Prompt for AI Agents
Please address the comments from this code review:

## Overall Comments
- In `solutions/3260/01.py`, the inner loop repeatedly calls `pow(10, pos, k)` and `pow(10, mirror_pos, k)` for the same positions; precomputing these powers for all indices once before the DP loop will significantly reduce overhead.
- In `solutions/3380/01.py`, membership checks like `corner3 in points` / `corner4 in points` and the per-iteration `tuple(point)` conversions could be optimized by building a single `set` of point tuples up front and reusing it for existence and corner checks.
- In `scripts/normalize_json.py`, the formatter claims to follow `printWidth=150` but uses a hardcoded `total_length < 100` threshold for deciding single-line arrays; align this heuristic with the documented print width to better match the stated Prettier style.

## Individual Comments

### Comment 1
<location> `solutions/3260/01.py:72` </location>
<code_context>
+            if len(res) == n and res[0] != '0':
+                return res
+        
+        return str(k) * n
</code_context>

<issue_to_address>
**issue (bug_risk):** The fallback `return str(k) * n` likely violates the palindrome/divisibility contract.

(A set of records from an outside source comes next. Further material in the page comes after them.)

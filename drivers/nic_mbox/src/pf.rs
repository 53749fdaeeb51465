// SPDX-License-Identifier: Apache-2.0
// Copyright 2025 KylinSoft Co., Ltd. <https://www.kylinos.cn/>
// See LICENSES for license details.

//! Physical function side: answers virtual function requests.
//!
//! Every inbound message gets exactly one reply. A message is looked up in
//! a fixed handler table by type; its payload length must match the table
//! entry, otherwise it is NACKed with [`NicError::InvalidInput`] without
//! touching any state.

use alloc::{sync::Arc, vec::Vec};
use core::sync::atomic::{AtomicU64, Ordering};

use log::{debug, trace, warn};
use nic_base::{MacAddress, NicError, NicHal, NicResult};

use crate::{
    DeferredWork,
    endpoint::{Mailbox, MboxConfig},
    msg::{API_V1, API_V2, Caps, MAX_API, MboxMsg, MsgFlags, MsgType},
    regs::{self, EpEnable, MboxEvents},
    shared::AdapterShared,
};

type Handler = fn(&AdapterShared, usize, &MboxMsg) -> NicResult<MboxMsg>;

/// `(type, payload words, handler)`.
const HANDLERS: &[(MsgType, usize, Handler)] = &[
    (MsgType::Reset, 0, on_reset),
    (MsgType::AddAddr, 2, on_add_addr),
    (MsgType::RemoveAddr, 2, on_remove_addr),
    (MsgType::AddMulticast, 2, on_add_multicast),
    (MsgType::RemoveMulticast, 2, on_remove_multicast),
    (MsgType::AddVlan, 1, on_add_vlan),
    (MsgType::RemoveVlan, 1, on_remove_vlan),
    (MsgType::GetMtu, 0, on_get_mtu),
    (MsgType::SetMtu, 1, on_set_mtu),
    (MsgType::QueryCaps, 1, on_query_caps),
    (MsgType::QueryQueues, 0, on_query_queues),
];

fn mac_arg(msg: &MboxMsg) -> MacAddress {
    let p = msg.payload();
    MacAddress::from_words([p[0], p[1]])
}

fn vid_arg(msg: &MboxMsg) -> NicResult<u16> {
    u16::try_from(msg.payload()[0]).map_err(|_| NicError::InvalidInput)
}

fn done(msg: &MboxMsg) -> NicResult<MboxMsg> {
    msg.ack(&[], MsgFlags::empty())
}

fn on_reset(shared: &AdapterShared, ep: usize, msg: &MboxMsg) -> NicResult<MboxMsg> {
    let mac = shared.reset_endpoint(ep)?;
    shared.set_enabled(ep, EpEnable::TX | EpEnable::RX)?;
    msg.ack(&mac.to_words(), MsgFlags::CTS)
}

fn on_add_addr(shared: &AdapterShared, ep: usize, msg: &MboxMsg) -> NicResult<MboxMsg> {
    shared.add_unicast(ep, mac_arg(msg))?;
    done(msg)
}

fn on_remove_addr(shared: &AdapterShared, ep: usize, msg: &MboxMsg) -> NicResult<MboxMsg> {
    shared.remove_unicast(ep, mac_arg(msg))?;
    done(msg)
}

fn on_add_multicast(shared: &AdapterShared, ep: usize, msg: &MboxMsg) -> NicResult<MboxMsg> {
    shared.add_multicast(ep, mac_arg(msg))?;
    done(msg)
}

fn on_remove_multicast(shared: &AdapterShared, ep: usize, msg: &MboxMsg) -> NicResult<MboxMsg> {
    shared.remove_multicast(ep, mac_arg(msg))?;
    done(msg)
}

fn on_add_vlan(shared: &AdapterShared, ep: usize, msg: &MboxMsg) -> NicResult<MboxMsg> {
    shared.add_vlan(ep, vid_arg(msg)?)?;
    done(msg)
}

fn on_remove_vlan(shared: &AdapterShared, ep: usize, msg: &MboxMsg) -> NicResult<MboxMsg> {
    shared.remove_vlan(ep, vid_arg(msg)?)?;
    done(msg)
}

fn on_get_mtu(shared: &AdapterShared, ep: usize, msg: &MboxMsg) -> NicResult<MboxMsg> {
    let (cur, min, max) = shared.mtu(ep)?;
    msg.ack(&[cur, min, max], MsgFlags::empty())
}

fn on_set_mtu(shared: &AdapterShared, ep: usize, msg: &MboxMsg) -> NicResult<MboxMsg> {
    shared.set_mtu(ep, msg.payload()[0])?;
    done(msg)
}

/// Capabilities offered at API version `api`.
pub fn caps_for(api: u32) -> Caps {
    let mut caps = Caps::MULTICAST | Caps::VLAN | Caps::MTU;
    if api >= API_V2 {
        caps |= Caps::QUEUES;
    }
    caps
}

fn on_query_caps(shared: &AdapterShared, ep: usize, msg: &MboxMsg) -> NicResult<MboxMsg> {
    let requested = msg.payload()[0];
    if requested < API_V1 {
        return Err(NicError::InvalidInput);
    }
    let api = requested.min(MAX_API);
    shared.set_api(ep, api)?;
    debug!("ep{ep}: api {requested} -> {api}");
    msg.ack(&[api, caps_for(api).bits()], MsgFlags::empty())
}

fn on_query_queues(shared: &AdapterShared, ep: usize, msg: &MboxMsg) -> NicResult<MboxMsg> {
    let (api, q) = shared.queues(ep)?;
    if api < API_V2 {
        return Err(NicError::Unsupported);
    }
    msg.ack(&[q.tx, q.rx, q.default_queue], MsgFlags::empty())
}

/// The physical function's view of its mailboxes, one per virtual function.
pub struct PfMailbox {
    shared: Arc<AdapterShared>,
    endpoints: Vec<Mailbox>,
    deferred: Option<Arc<dyn DeferredWork>>,
    acks: AtomicU64,
    nacks: AtomicU64,
}

impl PfMailbox {
    /// One mailbox per endpoint of `shared`, at [`regs::mbox_base`].
    pub fn new(
        hal: &Arc<dyn NicHal>,
        shared: Arc<AdapterShared>,
        cfg: MboxConfig,
        deferred: Option<Arc<dyn DeferredWork>>,
    ) -> Self {
        let endpoints = (0..shared.endpoints())
            .map(|ep| Mailbox::new(hal, ep, regs::mbox_base(ep), cfg))
            .collect();
        Self {
            shared,
            endpoints,
            deferred,
            acks: AtomicU64::new(0),
            nacks: AtomicU64::new(0),
        }
    }

    pub fn shared(&self) -> &Arc<AdapterShared> {
        &self.shared
    }

    pub fn endpoint(&self, ep: usize) -> NicResult<&Mailbox> {
        self.endpoints.get(ep).ok_or(NicError::InvalidInput)
    }

    /// `(acked, nacked)` inbound messages.
    pub fn counters(&self) -> (u64, u64) {
        (
            self.acks.load(Ordering::Relaxed),
            self.nacks.load(Ordering::Relaxed),
        )
    }

    /// Runs `msg` from endpoint `ep` through the handler table and builds
    /// the reply. The caller must hold the endpoint's transaction.
    fn handle(&self, ep: usize, msg: &MboxMsg) -> MboxMsg {
        let header = msg.header();
        let result = match HANDLERS
            .iter()
            .find(|(kind, ..)| Some(*kind) == header.msg_type())
        {
            _ if header.is_response() => Err(NicError::InvalidInput),
            None => Err(NicError::InvalidInput),
            Some((_, len, _)) if *len != header.len => Err(NicError::InvalidInput),
            Some((_, _, handler)) => handler(&self.shared, ep, msg),
        };
        match result {
            Ok(rsp) => {
                self.acks.fetch_add(1, Ordering::Relaxed);
                trace!("ep{ep}: {:#04x} acked", header.kind);
                rsp
            }
            Err(err) => {
                self.nacks.fetch_add(1, Ordering::Relaxed);
                warn!("ep{ep}: {:#04x} nacked: {err}", header.kind);
                msg.nack(err)
            }
        }
    }

    /// Answers `msg` from endpoint `ep` inside a transaction.
    pub fn respond(&self, ep: usize, msg: &MboxMsg) -> NicResult<MboxMsg> {
        let _tx = self.shared.begin(ep)?;
        Ok(self.handle(ep, msg))
    }

    /// Takes, answers and replies to the message waiting from `ep`. Returns
    /// whether there was one. Must not run in interrupt context.
    pub fn process_inbound(&self, ep: usize) -> NicResult<bool> {
        let mbox = self.endpoint(ep)?;
        let _tx = self.shared.begin(ep)?;
        let Some(msg) = mbox.take_inbound() else {
            return Ok(false);
        };
        let rsp = self.handle(ep, &msg);
        mbox.reply(&rsp);
        Ok(true)
    }

    /// Interrupt entry for endpoint `ep`. Inbound work is handed to the
    /// deferred-work collaborator.
    pub fn service_interrupt(&self, ep: usize) -> NicResult<MboxEvents> {
        let events = self.endpoint(ep)?.service_interrupt();
        if events.contains(MboxEvents::INBOUND) {
            match &self.deferred {
                Some(work) => work.schedule(ep),
                None => debug!("ep{ep}: inbound message left for polling"),
            }
        }
        Ok(events)
    }

    /// Sends a physical-function initiated message to `ep`.
    pub fn notify(&self, ep: usize, msg: &MboxMsg) -> NicResult<MboxMsg> {
        let mbox = self.endpoint(ep)?;
        let _tx = self.shared.begin(ep)?;
        mbox.post(msg)
    }

    /// Resets the mailbox function of `ep` and forgets its filters.
    pub fn function_reset(&self, ep: usize) -> NicResult {
        let mbox = self.endpoint(ep)?;
        let _tx = self.shared.begin(ep)?;
        mbox.function_reset()?;
        self.shared.reset_endpoint(ep)?;
        Ok(())
    }
}

#[cfg(test)]
mod tests {
    use core::sync::atomic::AtomicUsize;

    use nic_base::mock::MockPlatform;

    use super::*;
    use crate::{
        msg::MsgHeader,
        shared::{EndpointSetup, FilterLimits, QueueAssignment},
        sim::Peer,
    };

    const VF0: MacAddress = MacAddress([0x02, 0, 0, 0, 0, 0x10]);

    #[derive(Default)]
    struct Recorder(AtomicUsize);

    impl DeferredWork for Recorder {
        fn schedule(&self, _endpoint: usize) {
            self.0.fetch_add(1, Ordering::Relaxed);
        }
    }

    fn pf(deferred: Option<Arc<dyn DeferredWork>>) -> (Arc<MockPlatform>, Peer, PfMailbox) {
        let mock = Arc::new(MockPlatform::new());
        let peer = Peer::attach(&mock, regs::mbox_base(0));
        let hal: Arc<dyn NicHal> = mock.clone();
        let eps = [EndpointSetup {
            mac: VF0,
            queues: QueueAssignment {
                tx: 4,
                rx: 4,
                default_queue: 1,
            },
        }];
        let cfg = MboxConfig::default();
        let shared = AdapterShared::new(&hal, &eps, FilterLimits::default(), cfg).unwrap();
        let pf = PfMailbox::new(&hal, Arc::new(shared), cfg, deferred);
        (mock, peer, pf)
    }

    fn req(kind: MsgType, payload: &[u32]) -> MboxMsg {
        MboxMsg::request(kind, payload).unwrap()
    }

    #[test]
    fn reset_returns_base_address_and_enables() {
        let (mock, _peer, pf) = pf(None);
        pf.shared().add_vlan(0, 10).unwrap();
        let rsp = pf.respond(0, &req(MsgType::Reset, &[])).unwrap();
        let h = rsp.header();
        assert!(h.flags.contains(MsgFlags::ACK | MsgFlags::CTS));
        assert_eq!(MacAddress::from_words([rsp.payload()[0], rsp.payload()[1]]), VF0);
        assert!(pf.shared().filters(0).unwrap().vlans.is_empty());
        assert_eq!(
            mock.reg(regs::mbox_base(0) + regs::MBX_EP_ENABLE),
            (EpEnable::TX | EpEnable::RX).bits() as u64
        );
    }

    #[test]
    fn length_mismatch_is_nacked_without_side_effects() {
        let (_mock, _peer, pf) = pf(None);
        let rsp = pf.respond(0, &req(MsgType::AddVlan, &[5, 6])).unwrap();
        assert!(rsp.header().is_nack());
        assert_eq!(NicError::from_code(rsp.payload()[0]), NicError::InvalidInput);
        assert!(pf.shared().filters(0).unwrap().vlans.is_empty());
        assert_eq!(pf.counters(), (0, 1));
    }

    #[test]
    fn unknown_type_and_stray_response_are_nacked() {
        let (_mock, _peer, pf) = pf(None);
        let unknown = MboxMsg::from_words({
            let mut w = [0; 16];
            w[0] = MsgHeader {
                kind: 0x7f,
                ..MsgHeader::default()
            }
            .encode();
            w
        });
        assert!(pf.respond(0, &unknown).unwrap().header().is_nack());
        let stray = req(MsgType::GetMtu, &[])
            .ack(&[], MsgFlags::empty())
            .unwrap();
        assert!(pf.respond(0, &stray).unwrap().header().is_nack());
    }

    #[test]
    fn filter_errors_map_to_nack_codes() {
        let (_mock, _peer, pf) = pf(None);
        let mcast = MacAddress([0x01, 0, 0x5e, 0, 0, 9]).to_words();
        let rsp = pf.respond(0, &req(MsgType::RemoveMulticast, &mcast)).unwrap();
        assert_eq!(NicError::from_code(rsp.payload()[0]), NicError::NotFound);
        let rsp = pf.respond(0, &req(MsgType::AddAddr, &mcast)).unwrap();
        assert_eq!(NicError::from_code(rsp.payload()[0]), NicError::InvalidInput);
        let rsp = pf.respond(0, &req(MsgType::SetMtu, &[20])).unwrap();
        assert_eq!(NicError::from_code(rsp.payload()[0]), NicError::InvalidInput);
        let rsp = pf.respond(0, &req(MsgType::AddVlan, &[0x1_0000])).unwrap();
        assert_eq!(NicError::from_code(rsp.payload()[0]), NicError::InvalidInput);
    }

    #[test]
    fn api_negotiation_gates_queue_query() {
        let (_mock, _peer, pf) = pf(None);
        let rsp = pf.respond(0, &req(MsgType::QueryQueues, &[])).unwrap();
        assert_eq!(NicError::from_code(rsp.payload()[0]), NicError::Unsupported);

        let rsp = pf.respond(0, &req(MsgType::QueryCaps, &[7])).unwrap();
        assert_eq!(rsp.payload()[0], MAX_API);
        assert!(Caps::from_bits_truncate(rsp.payload()[1]).contains(Caps::QUEUES));

        let rsp = pf.respond(0, &req(MsgType::QueryQueues, &[])).unwrap();
        assert_eq!(rsp.payload(), [4, 4, 1]);

        let rsp = pf.respond(0, &req(MsgType::QueryCaps, &[0])).unwrap();
        assert!(rsp.header().is_nack());
    }

    #[test]
    fn inbound_message_is_deferred_then_answered_once() {
        let work = Arc::new(Recorder::default());
        let (_mock, peer, pf) = pf(Some(work.clone()));
        peer.deliver(&req(MsgType::GetMtu, &[]));

        let events = pf.service_interrupt(0).unwrap();
        assert!(events.contains(MboxEvents::INBOUND));
        assert_eq!(work.0.load(Ordering::Relaxed), 1);
        assert!(peer.replies().is_empty());

        assert_eq!(pf.process_inbound(0), Ok(true));
        assert_eq!(pf.process_inbound(0), Ok(false));
        let replies = peer.replies();
        assert_eq!(replies.len(), 1);
        assert_eq!(replies[0].payload(), [1500, 68, 9000]);
        assert!(!pf.shared().in_flight(0));
    }

    #[test]
    fn busy_endpoint_defers_inbound_processing() {
        let (_mock, peer, pf) = pf(None);
        peer.deliver(&req(MsgType::GetMtu, &[]));
        pf.service_interrupt(0).unwrap();
        {
            let _held = pf.shared().begin(0).unwrap();
            assert_eq!(pf.process_inbound(0), Err(NicError::ResourceBusy));
        }
        // The message was not lost.
        assert_eq!(pf.process_inbound(0), Ok(true));
        assert_eq!(peer.replies().len(), 1);
    }

    #[test]
    fn notify_posts_through_the_gate() {
        let (_mock, peer, pf) = pf(None);
        peer.respond_with(|m| Some(m.ack(&[], MsgFlags::empty()).unwrap()));
        assert!(pf.notify(0, &req(MsgType::Reset, &[])).is_ok());
        assert_eq!(peer.received().len(), 1);
        assert_eq!(pf.notify(3, &req(MsgType::Reset, &[])).err(), Some(NicError::InvalidInput));
    }

    #[test]
    fn function_reset_clears_the_endpoint() {
        let (_mock, _peer, pf) = pf(None);
        pf.shared().set_mtu(0, 3000).unwrap();
        pf.function_reset(0).unwrap();
        assert_eq!(pf.shared().mtu(0).unwrap().0, 1500);
    }
}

This fallback string isn’t guaranteed to be a palindrome for multi‑digit `k`, nor divisible by `k`, so it changes behavior from the previous "no solution" case (empty string) to returning an invalid result. If the problem guarantees a solution, this branch can be removed; otherwise, either restore the empty-string behavior or construct a result that still meets the palindrome and divisibility constraints.
</issue_to_address>

### Comment 2
<location> `solutions/3260/01.py:25-29` </location>
<code_context>
+                    mirror_pos = n - 1 - pos
+                    
+                    # Calculate new remainder
+                    if pos == mirror_pos:
+                        power = pow(10, pos, k)
+                        new_rem = (rem + digit * power) % k
+                    else:
+                        left_power = pow(10, pos, k)
+                        right_power = pow(10, mirror_pos, k)
+                        new_rem = (rem + digit * (left_power + right_power)) % k
</code_context>

<issue_to_address>
**suggestion (performance):** Repeated `pow(10, ...)` calls in the inner loop could be precomputed to reduce overhead.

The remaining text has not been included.